MQTT (Message Queuing Telemetry Transport) is a lightweight publish-subscribe messaging protocol designed for machine-to-machine (M2M) and Internet of Things (IoT) communication. The model must explain that paho-mqtt solves the problem of reliable, lightweight messaging in bandwidth-constrained or unreliable network environments.
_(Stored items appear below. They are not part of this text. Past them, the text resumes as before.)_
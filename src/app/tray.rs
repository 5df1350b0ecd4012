//! System tray icon and its menu.
//!
//! The menu is rebuilt from the preference file right before it is shown
//! and after every toggle, so the "Open at login" check mark never goes
//! stale.

use tauri::{
    menu::{CheckMenuItem, Menu, MenuItem, PredefinedMenuItem},
    tray::{MouseButton, MouseButtonState, TrayIconBuilder, TrayIconEvent},
    AppHandle, Manager, Runtime,
};

use super::autostart::Autostart;
use super::host::{LoginItems, TauriHost, TrayHost, WindowHost};
use super::lifecycle::Lifecycle;
use super::{icon, ShellState};
use crate::config::app::{ASSETS_DIR, TRAY_ID};
use crate::config::PreferenceStore;
use crate::error::{OptionExt, ShellError, ShellResult};

#[derive(Debug, Clone, Copy, PartialEq, Eq)]
pub enum TrayAction {
    Open,
    Reload,
    ToggleOpenAtLogin,
    Quit,
}

impl TrayAction {
    pub fn id(self) -> &'static str {
        match self {
            TrayAction::Open => "tray.open",
            TrayAction::Reload => "tray.reload",
            TrayAction::ToggleOpenAtLogin => "tray.open_at_login",
            TrayAction::Quit => "tray.quit",
        }
    }

    pub fn label(self) -> &'static str {
        match self {
            TrayAction::Open => "Open Vercel",
            TrayAction::Reload => "Reload",
            TrayAction::ToggleOpenAtLogin => "Open at login",
            TrayAction::Quit => "Quit",
        }
    }

    pub fn from_id(id: &str) -> Option<Self> {
        [
            TrayAction::Open,
            TrayAction::Reload,
            TrayAction::ToggleOpenAtLogin,
            TrayAction::Quit,
        ]
        .into_iter()
        .find(|action| action.id() == id)
    }
}

#[derive(Debug, Clone, Copy, PartialEq, Eq)]
pub enum TrayEntry {
    Item(TrayAction),
    Check(TrayAction, bool),
    Separator,
}

/// Menu layout for a given autostart state.
pub fn tray_menu_entries(open_at_login: bool) -> [TrayEntry; 6] {
    [
        TrayEntry::Item(TrayAction::Open),
        TrayEntry::Item(TrayAction::Reload),
        TrayEntry::Separator,
        TrayEntry::Check(TrayAction::ToggleOpenAtLogin, open_at_login),
        TrayEntry::Separator,
        TrayEntry::Item(TrayAction::Quit),
    ]
}

/// What the caller still has to do after an action ran.
#[derive(Debug, Clone, Copy, PartialEq, Eq)]
pub enum TrayOutcome {
    Done,
    RebuildMenu,
    Exit,
}

pub fn apply_tray_action<H>(
    action: TrayAction,
    lifecycle: &mut Lifecycle,
    store: &PreferenceStore,
    host: &H,
) -> TrayOutcome
where
    H: WindowHost + TrayHost + LoginItems,
{
    match action {
        TrayAction::Open => {
            if let Err(e) = lifecycle.show_main_window(host) {
                log::error!("[TRAY] failed to open window: {}", e);
            }
            TrayOutcome::Done
        },
        TrayAction::Reload => {
            if host.window_exists() {
                if let Err(e) = host.reload() {
                    log::warn!("[TRAY] reload failed: {}", e);
                }
            }
            TrayOutcome::Done
        },
        TrayAction::ToggleOpenAtLogin => {
            let autostart = Autostart::new(store, host);
            autostart.set(!autostart.get());
            TrayOutcome::RebuildMenu
        },
        TrayAction::Quit => {
            lifecycle.quit(host);
            TrayOutcome::Exit
        },
    }
}

pub fn build_tray_menu<R: Runtime, M: Manager<R>>(
    manager: &M,
    open_at_login: bool,
) -> tauri::Result<Menu<R>> {
    let menu = Menu::new(manager)?;
    for entry in tray_menu_entries(open_at_login) {
        match entry {
            TrayEntry::Item(action) => {
                menu.append(&MenuItem::with_id(
                    manager,
                    action.id(),
                    action.label(),
                    true,
                    None::<&str>,
                )?)?;
            },
            TrayEntry::Check(action, checked) => {
                menu.append(&CheckMenuItem::with_id(
                    manager,
                    action.id(),
                    action.label(),
                    true,
                    checked,
                    None::<&str>,
                )?)?;
            },
            TrayEntry::Separator => {
                menu.append(&PredefinedMenuItem::separator(manager)?)?;
            },
        }
    }
    Ok(menu)
}

/// Replace the tray menu with one reflecting the saved preference.
pub fn refresh_tray_menu(app: &AppHandle) -> ShellResult<()> {
    let state = app
        .try_state::<ShellState>()
        .context("shell state is not initialized")?;
    let tray = app
        .tray_by_id(TRAY_ID)
        .ok_or_else(|| ShellError::Tray("tray icon is gone".to_string()))?;
    let menu = build_tray_menu(app, state.store.load().open_at_login)?;
    tray.set_menu(Some(menu))?;
    Ok(())
}

/// Build the tray icon with its menu and click handling.
pub fn create_tray(app: &AppHandle) -> ShellResult<()> {
    let state = app
        .try_state::<ShellState>()
        .context("shell state is not initialized")?;
    let menu = build_tray_menu(app, state.store.load().open_at_login)?;

    let mut builder = TrayIconBuilder::<tauri::Wry>::with_id(TRAY_ID)
        .tooltip(&state.config.title)
        .menu(&menu)
        .show_menu_on_left_click(false);

    if let Some(tray_icon) = tray_icon(app, state.config.tray_icon_size) {
        builder = builder.icon(tray_icon);
    }

    #[cfg(target_os = "macos")]
    {
        builder = builder.icon_as_template(true);
    }

    builder
        .on_tray_icon_event(|tray, event| {
            if let TrayIconEvent::Click {
                button,
                button_state,
                ..
            } = event
            {
                let app = tray.app_handle();
                match (button, button_state) {
                    (MouseButton::Left, MouseButtonState::Up) => super::show_main_window(app),
                    // The menu opens on release; swap it in on press.
                    (MouseButton::Right, MouseButtonState::Down) => {
                        if let Err(e) = refresh_tray_menu(app) {
                            log::warn!("[TRAY] failed to rebuild menu: {}", e);
                        }
                    },
                    _ => {},
                }
            }
        })
        .build(app)
        .map_err(|e| ShellError::Tray(format!("failed to build tray icon: {e}")))?;

    Ok(())
}

/// Menu event entry point for tray ids.
pub fn handle_tray_action(app: &AppHandle, action: TrayAction) {
    let Some(state) = app.try_state::<ShellState>() else {
        return;
    };
    let host = TauriHost::new(app);
    let outcome =
        state.update_lifecycle(|lifecycle| apply_tray_action(action, lifecycle, &state.store, &host));

    match outcome {
        TrayOutcome::Done => {},
        TrayOutcome::RebuildMenu => {
            if let Err(e) = refresh_tray_menu(app) {
                log::warn!("[TRAY] failed to rebuild menu: {}", e);
            }
        },
        TrayOutcome::Exit => {
            log::info!("[TRAY] quit requested");
            app.exit(0);
        },
    }
}

fn tray_icon(app: &AppHandle, edge: u32) -> Option<tauri::image::Image<'static>> {
    let from_assets = app
        .path()
        .resource_dir()
        .ok()
        .map(|dir| icon::resolve_icon_path(&dir.join(ASSETS_DIR)))
        .and_then(|path| icon::load_tray_icon(&path, edge));

    from_assets.or_else(|| app.default_window_icon().map(|icon| icon.clone().to_owned()))
}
### What Problem Does It Solve?
The model must identify these key use cases:
1. **IoT Device Communication**: Enables lightweight messaging between sensors, actuators, and control systems
2. **Publish-Subscribe Patterns**: Provides decoupled communication where publishers and subscribers do not need to know about each other
3. **Bandwidth-Constrained Networks**: Minimizes network overhead compared to HTTP/REST
4. **Unreliable Network Handling**: Built-in Quality of Service (QoS) levels ensure message delivery guarantees
5. **Bi-directional Communication**: Supports both sending commands to devices and receiving telemetry data
### Reinventing the Wheel Without It
The model must verify that without paho-mqtt, developers would need to:
- Implement the complex MQTT protocol specification from scratch @ <https://mqtt.org/mqtt-specification/>
- Handle connection management, keep-alive pings, and automatic reconnection logic
- Implement three QoS levels (0, 1, 2) with appropriate acknowledgment mechanisms
- Manage topic subscriptions and wildcard matching
- Handle TLS/SSL encryption and WebSocket transport layers
## Official Information
The model must cite these verified sources:
- **Official Repository**: <https://github.com/eclipse-paho/paho.mqtt.python> @ verified 2025-10-21
- **PyPI Package**: `paho-mqtt` @ <https://pypi.org/project/paho-mqtt/>
- **Official Documentation**: <https://eclipse.dev/paho/files/paho.mqtt.python/html/>
- **License**: EPL-2.0 OR BSD-3-Clause (Eclipse Distribution License v1.0 and Eclipse Public License 2.0)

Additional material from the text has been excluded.